DATA TO USE:

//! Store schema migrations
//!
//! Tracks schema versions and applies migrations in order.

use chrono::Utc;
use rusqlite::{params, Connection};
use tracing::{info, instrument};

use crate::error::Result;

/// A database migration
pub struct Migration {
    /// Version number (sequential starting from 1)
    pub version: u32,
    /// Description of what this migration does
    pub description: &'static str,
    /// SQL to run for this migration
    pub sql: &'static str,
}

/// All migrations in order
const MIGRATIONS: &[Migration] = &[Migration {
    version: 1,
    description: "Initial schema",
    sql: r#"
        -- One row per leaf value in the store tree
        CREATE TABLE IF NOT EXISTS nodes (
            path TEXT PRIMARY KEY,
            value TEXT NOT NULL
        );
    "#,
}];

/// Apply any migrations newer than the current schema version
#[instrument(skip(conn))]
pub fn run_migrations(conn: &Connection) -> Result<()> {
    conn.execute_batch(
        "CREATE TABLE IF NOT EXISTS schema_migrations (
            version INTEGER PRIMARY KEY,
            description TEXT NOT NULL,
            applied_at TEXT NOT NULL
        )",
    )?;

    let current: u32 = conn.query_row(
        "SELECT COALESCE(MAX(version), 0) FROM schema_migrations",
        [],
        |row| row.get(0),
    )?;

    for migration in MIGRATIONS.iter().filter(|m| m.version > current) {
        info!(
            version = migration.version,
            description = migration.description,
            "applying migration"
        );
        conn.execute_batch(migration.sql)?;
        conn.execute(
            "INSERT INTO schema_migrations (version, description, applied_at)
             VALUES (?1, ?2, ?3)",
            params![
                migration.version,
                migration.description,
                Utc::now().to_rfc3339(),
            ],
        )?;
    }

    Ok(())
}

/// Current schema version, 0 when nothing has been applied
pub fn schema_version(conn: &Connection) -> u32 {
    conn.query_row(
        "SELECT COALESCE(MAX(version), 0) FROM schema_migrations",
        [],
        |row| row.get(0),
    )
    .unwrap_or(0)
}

...

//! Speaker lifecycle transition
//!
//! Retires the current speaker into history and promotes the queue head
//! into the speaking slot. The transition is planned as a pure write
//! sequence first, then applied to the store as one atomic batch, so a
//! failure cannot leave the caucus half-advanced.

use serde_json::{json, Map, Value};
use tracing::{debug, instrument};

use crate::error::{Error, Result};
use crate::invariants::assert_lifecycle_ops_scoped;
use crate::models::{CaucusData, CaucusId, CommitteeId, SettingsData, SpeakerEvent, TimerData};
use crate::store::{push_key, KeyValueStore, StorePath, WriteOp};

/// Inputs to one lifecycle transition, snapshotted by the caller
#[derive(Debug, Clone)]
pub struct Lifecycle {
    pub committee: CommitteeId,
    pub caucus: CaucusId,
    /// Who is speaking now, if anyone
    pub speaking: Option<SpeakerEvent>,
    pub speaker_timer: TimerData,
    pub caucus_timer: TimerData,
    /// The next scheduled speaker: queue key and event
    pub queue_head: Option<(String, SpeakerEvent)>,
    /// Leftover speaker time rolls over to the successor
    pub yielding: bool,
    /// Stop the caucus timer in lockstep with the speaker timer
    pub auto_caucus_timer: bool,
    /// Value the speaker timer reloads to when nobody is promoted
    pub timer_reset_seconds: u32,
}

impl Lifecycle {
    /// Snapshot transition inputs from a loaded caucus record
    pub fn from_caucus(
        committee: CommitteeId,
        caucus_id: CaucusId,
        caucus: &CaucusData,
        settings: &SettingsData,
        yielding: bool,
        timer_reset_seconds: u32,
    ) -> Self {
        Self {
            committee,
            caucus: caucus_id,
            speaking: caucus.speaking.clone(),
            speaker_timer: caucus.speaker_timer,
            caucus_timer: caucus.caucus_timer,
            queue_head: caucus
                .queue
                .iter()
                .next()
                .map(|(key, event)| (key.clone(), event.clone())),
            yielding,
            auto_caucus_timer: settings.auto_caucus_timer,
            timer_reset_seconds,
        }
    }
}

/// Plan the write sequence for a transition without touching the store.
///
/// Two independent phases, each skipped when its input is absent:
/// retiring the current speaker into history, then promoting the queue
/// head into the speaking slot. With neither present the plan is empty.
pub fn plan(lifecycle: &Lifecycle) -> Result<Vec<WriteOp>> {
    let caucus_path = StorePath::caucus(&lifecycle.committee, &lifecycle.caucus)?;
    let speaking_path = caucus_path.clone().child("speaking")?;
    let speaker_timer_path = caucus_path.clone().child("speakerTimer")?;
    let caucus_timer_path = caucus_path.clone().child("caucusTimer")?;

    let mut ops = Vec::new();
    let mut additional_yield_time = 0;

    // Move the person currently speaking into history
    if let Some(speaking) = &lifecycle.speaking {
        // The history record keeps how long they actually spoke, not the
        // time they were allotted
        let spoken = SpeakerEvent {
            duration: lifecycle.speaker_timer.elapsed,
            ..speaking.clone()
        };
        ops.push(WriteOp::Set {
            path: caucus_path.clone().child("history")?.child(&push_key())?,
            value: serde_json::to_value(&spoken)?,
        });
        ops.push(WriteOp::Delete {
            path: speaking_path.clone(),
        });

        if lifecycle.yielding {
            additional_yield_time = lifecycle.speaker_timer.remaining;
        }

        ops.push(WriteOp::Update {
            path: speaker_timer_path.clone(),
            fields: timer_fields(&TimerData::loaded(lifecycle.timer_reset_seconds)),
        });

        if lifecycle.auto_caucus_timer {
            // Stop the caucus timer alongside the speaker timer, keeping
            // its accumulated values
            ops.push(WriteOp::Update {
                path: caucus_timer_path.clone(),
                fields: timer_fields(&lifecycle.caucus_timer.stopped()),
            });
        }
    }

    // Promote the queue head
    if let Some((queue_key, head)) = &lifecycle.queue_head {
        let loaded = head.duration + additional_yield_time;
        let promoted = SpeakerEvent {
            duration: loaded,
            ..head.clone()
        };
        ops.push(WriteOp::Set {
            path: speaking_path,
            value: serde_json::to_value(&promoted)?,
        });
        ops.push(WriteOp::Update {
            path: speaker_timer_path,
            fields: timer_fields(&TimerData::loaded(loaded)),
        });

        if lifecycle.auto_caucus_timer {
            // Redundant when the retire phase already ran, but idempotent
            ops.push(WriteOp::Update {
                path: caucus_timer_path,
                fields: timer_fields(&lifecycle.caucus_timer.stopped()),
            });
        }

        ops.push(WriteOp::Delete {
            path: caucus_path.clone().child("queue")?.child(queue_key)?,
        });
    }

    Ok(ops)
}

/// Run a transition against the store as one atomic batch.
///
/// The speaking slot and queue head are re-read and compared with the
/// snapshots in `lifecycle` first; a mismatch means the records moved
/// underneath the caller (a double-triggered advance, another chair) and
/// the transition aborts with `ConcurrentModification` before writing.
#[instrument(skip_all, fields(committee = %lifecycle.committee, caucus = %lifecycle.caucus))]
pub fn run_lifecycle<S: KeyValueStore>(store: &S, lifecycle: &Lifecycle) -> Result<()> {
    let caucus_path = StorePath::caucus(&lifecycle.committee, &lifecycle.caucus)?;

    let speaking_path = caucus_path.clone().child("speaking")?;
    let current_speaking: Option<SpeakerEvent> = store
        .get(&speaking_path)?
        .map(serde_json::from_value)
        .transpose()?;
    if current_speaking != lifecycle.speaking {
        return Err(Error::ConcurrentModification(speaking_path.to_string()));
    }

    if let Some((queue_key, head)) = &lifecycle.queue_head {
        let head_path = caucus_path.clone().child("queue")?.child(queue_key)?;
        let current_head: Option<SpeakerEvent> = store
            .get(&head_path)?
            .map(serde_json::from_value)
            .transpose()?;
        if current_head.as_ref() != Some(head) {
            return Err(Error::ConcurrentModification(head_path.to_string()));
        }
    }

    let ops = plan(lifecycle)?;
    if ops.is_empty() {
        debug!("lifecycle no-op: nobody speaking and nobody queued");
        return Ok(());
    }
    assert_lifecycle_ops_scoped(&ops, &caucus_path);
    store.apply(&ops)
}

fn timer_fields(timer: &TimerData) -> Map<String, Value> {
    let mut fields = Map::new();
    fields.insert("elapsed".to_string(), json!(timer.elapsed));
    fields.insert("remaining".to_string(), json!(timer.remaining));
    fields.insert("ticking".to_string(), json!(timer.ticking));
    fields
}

---

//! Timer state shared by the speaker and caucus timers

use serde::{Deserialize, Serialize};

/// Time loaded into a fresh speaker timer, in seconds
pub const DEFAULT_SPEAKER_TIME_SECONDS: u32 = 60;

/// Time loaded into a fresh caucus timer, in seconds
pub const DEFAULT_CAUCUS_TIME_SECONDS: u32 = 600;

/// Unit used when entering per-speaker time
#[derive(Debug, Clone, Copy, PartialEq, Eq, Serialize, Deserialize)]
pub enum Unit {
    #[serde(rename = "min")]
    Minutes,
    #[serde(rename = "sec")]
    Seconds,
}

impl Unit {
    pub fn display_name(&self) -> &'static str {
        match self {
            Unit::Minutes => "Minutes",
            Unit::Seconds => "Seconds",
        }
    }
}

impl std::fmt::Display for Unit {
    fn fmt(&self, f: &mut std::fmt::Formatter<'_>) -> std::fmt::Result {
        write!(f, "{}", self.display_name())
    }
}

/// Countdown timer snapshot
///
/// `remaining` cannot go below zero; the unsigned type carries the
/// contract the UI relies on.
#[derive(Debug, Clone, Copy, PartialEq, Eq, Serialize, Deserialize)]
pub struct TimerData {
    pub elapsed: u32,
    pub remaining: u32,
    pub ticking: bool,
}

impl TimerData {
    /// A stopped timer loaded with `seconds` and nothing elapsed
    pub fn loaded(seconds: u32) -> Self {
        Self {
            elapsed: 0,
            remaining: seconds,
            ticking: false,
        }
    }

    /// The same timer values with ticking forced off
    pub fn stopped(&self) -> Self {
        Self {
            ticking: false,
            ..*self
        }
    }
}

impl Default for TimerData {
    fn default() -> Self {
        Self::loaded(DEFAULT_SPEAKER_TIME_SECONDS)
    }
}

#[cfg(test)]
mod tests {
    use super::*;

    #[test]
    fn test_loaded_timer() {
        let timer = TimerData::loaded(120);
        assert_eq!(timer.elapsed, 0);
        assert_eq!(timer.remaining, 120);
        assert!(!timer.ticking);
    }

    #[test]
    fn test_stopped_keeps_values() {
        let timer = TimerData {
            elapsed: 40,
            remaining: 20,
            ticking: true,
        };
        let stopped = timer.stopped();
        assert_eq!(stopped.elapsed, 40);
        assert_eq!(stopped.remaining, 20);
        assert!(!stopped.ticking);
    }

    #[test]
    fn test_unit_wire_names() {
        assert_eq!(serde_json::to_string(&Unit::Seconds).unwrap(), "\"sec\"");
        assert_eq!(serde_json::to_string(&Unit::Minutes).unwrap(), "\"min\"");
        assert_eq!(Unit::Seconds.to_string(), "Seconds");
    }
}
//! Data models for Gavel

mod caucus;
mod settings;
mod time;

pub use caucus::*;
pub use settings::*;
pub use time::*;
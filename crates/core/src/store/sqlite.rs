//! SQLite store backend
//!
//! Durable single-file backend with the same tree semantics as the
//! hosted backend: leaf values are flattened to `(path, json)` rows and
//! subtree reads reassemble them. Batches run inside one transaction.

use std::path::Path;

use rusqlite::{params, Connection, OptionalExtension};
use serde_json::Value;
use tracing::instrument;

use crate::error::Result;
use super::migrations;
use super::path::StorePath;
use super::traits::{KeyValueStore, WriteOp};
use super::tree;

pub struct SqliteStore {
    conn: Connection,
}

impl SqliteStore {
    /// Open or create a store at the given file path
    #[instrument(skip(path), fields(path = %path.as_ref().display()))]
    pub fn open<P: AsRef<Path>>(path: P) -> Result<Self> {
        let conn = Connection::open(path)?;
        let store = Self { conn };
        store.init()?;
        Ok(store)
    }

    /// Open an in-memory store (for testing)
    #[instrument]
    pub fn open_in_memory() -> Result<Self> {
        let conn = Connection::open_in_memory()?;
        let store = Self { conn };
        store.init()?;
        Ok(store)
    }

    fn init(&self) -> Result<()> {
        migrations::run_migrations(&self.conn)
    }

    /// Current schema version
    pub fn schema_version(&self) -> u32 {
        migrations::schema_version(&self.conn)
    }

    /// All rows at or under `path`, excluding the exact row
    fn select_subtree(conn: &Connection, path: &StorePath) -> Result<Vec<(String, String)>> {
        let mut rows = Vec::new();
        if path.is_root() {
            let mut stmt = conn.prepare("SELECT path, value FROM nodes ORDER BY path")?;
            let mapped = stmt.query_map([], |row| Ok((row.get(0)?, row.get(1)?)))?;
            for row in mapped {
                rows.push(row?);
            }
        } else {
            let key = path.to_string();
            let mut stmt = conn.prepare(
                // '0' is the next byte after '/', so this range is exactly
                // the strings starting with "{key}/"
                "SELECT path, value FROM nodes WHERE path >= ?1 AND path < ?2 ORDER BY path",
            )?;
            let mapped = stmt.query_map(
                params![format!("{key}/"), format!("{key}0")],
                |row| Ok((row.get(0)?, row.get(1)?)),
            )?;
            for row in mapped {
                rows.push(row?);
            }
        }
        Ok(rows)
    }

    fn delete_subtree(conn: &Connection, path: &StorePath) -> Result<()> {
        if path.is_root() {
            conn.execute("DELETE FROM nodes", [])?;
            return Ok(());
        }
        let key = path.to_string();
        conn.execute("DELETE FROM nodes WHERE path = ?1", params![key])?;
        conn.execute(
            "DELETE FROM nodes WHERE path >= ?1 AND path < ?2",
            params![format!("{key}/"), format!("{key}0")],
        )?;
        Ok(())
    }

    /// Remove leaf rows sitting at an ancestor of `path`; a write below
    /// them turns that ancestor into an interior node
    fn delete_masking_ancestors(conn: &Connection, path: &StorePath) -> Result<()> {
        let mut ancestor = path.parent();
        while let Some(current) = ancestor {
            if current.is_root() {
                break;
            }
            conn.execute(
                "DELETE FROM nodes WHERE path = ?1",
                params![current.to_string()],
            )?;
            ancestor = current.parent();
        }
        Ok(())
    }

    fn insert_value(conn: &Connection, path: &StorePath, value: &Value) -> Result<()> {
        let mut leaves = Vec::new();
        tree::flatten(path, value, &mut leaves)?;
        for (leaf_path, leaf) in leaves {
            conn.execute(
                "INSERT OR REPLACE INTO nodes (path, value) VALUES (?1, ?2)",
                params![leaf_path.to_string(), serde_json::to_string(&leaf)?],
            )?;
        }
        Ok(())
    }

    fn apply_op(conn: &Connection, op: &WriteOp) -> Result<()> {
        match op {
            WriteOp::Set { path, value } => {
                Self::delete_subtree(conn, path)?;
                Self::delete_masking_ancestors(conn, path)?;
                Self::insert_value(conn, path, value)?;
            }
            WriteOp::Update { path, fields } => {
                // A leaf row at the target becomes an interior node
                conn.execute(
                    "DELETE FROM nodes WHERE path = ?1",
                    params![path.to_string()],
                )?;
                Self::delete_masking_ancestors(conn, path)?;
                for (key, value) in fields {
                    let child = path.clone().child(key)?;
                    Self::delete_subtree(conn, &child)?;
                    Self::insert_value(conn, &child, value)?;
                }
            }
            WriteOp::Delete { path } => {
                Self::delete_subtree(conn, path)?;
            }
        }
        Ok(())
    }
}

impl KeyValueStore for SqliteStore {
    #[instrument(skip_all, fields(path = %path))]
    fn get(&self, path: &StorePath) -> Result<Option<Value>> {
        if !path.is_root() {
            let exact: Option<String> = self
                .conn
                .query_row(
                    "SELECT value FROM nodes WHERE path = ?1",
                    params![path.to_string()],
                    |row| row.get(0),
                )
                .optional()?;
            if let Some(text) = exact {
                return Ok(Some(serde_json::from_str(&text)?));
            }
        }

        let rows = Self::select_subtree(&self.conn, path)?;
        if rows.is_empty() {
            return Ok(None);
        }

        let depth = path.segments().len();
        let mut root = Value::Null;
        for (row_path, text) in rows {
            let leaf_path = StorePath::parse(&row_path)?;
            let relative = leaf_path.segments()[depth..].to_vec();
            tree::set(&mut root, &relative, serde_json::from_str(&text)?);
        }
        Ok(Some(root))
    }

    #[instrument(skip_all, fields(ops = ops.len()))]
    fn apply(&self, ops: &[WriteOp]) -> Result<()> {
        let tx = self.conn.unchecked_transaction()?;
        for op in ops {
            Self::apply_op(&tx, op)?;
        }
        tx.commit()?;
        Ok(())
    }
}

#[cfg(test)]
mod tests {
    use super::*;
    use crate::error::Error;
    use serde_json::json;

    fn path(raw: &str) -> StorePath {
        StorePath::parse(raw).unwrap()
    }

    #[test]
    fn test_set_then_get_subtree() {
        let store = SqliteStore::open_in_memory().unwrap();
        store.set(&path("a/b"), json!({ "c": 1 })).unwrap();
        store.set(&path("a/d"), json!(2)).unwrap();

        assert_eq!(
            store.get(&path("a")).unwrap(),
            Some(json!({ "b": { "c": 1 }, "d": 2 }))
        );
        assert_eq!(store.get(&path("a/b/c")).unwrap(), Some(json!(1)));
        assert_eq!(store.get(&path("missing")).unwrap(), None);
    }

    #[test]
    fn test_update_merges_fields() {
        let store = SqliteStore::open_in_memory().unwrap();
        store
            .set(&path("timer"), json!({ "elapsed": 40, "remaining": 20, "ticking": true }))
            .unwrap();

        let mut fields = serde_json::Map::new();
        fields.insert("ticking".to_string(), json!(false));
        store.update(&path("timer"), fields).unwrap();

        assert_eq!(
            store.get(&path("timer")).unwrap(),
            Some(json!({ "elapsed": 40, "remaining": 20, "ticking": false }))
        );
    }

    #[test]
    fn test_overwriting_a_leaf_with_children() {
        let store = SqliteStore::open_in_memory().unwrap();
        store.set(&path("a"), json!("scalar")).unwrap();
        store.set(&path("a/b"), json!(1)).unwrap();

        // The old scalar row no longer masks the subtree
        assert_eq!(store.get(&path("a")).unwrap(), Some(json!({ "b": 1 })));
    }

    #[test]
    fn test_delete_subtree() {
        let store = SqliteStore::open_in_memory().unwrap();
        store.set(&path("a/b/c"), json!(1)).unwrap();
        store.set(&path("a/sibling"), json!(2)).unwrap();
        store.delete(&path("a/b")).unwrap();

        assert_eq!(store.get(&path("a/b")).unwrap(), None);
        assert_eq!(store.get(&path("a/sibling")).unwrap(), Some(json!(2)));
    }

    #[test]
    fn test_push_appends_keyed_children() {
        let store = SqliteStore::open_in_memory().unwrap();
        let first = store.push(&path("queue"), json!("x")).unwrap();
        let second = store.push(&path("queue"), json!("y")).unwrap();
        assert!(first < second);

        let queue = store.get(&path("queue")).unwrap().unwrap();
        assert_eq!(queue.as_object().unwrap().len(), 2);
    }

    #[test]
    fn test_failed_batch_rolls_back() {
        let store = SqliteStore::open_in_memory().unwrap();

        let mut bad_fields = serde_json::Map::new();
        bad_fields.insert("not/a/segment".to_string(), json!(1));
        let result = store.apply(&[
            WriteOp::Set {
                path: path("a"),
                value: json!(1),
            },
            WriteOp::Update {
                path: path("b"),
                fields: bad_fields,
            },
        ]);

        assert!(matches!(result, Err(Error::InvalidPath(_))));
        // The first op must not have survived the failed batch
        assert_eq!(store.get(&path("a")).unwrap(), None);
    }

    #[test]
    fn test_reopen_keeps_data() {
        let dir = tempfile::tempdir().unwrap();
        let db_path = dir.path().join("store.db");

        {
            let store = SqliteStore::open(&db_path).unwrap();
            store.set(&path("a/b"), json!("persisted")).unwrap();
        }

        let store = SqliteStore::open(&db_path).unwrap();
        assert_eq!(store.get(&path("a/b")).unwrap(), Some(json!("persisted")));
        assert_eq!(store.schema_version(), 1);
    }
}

REQUIREMENT: Among the records, find each line where the word "scalar" occurs, and copy it.

COMPLETED TASK:
        store.set(&path("a"), json!("scalar")).unwrap();
        // The old scalar row no longer masks the subtree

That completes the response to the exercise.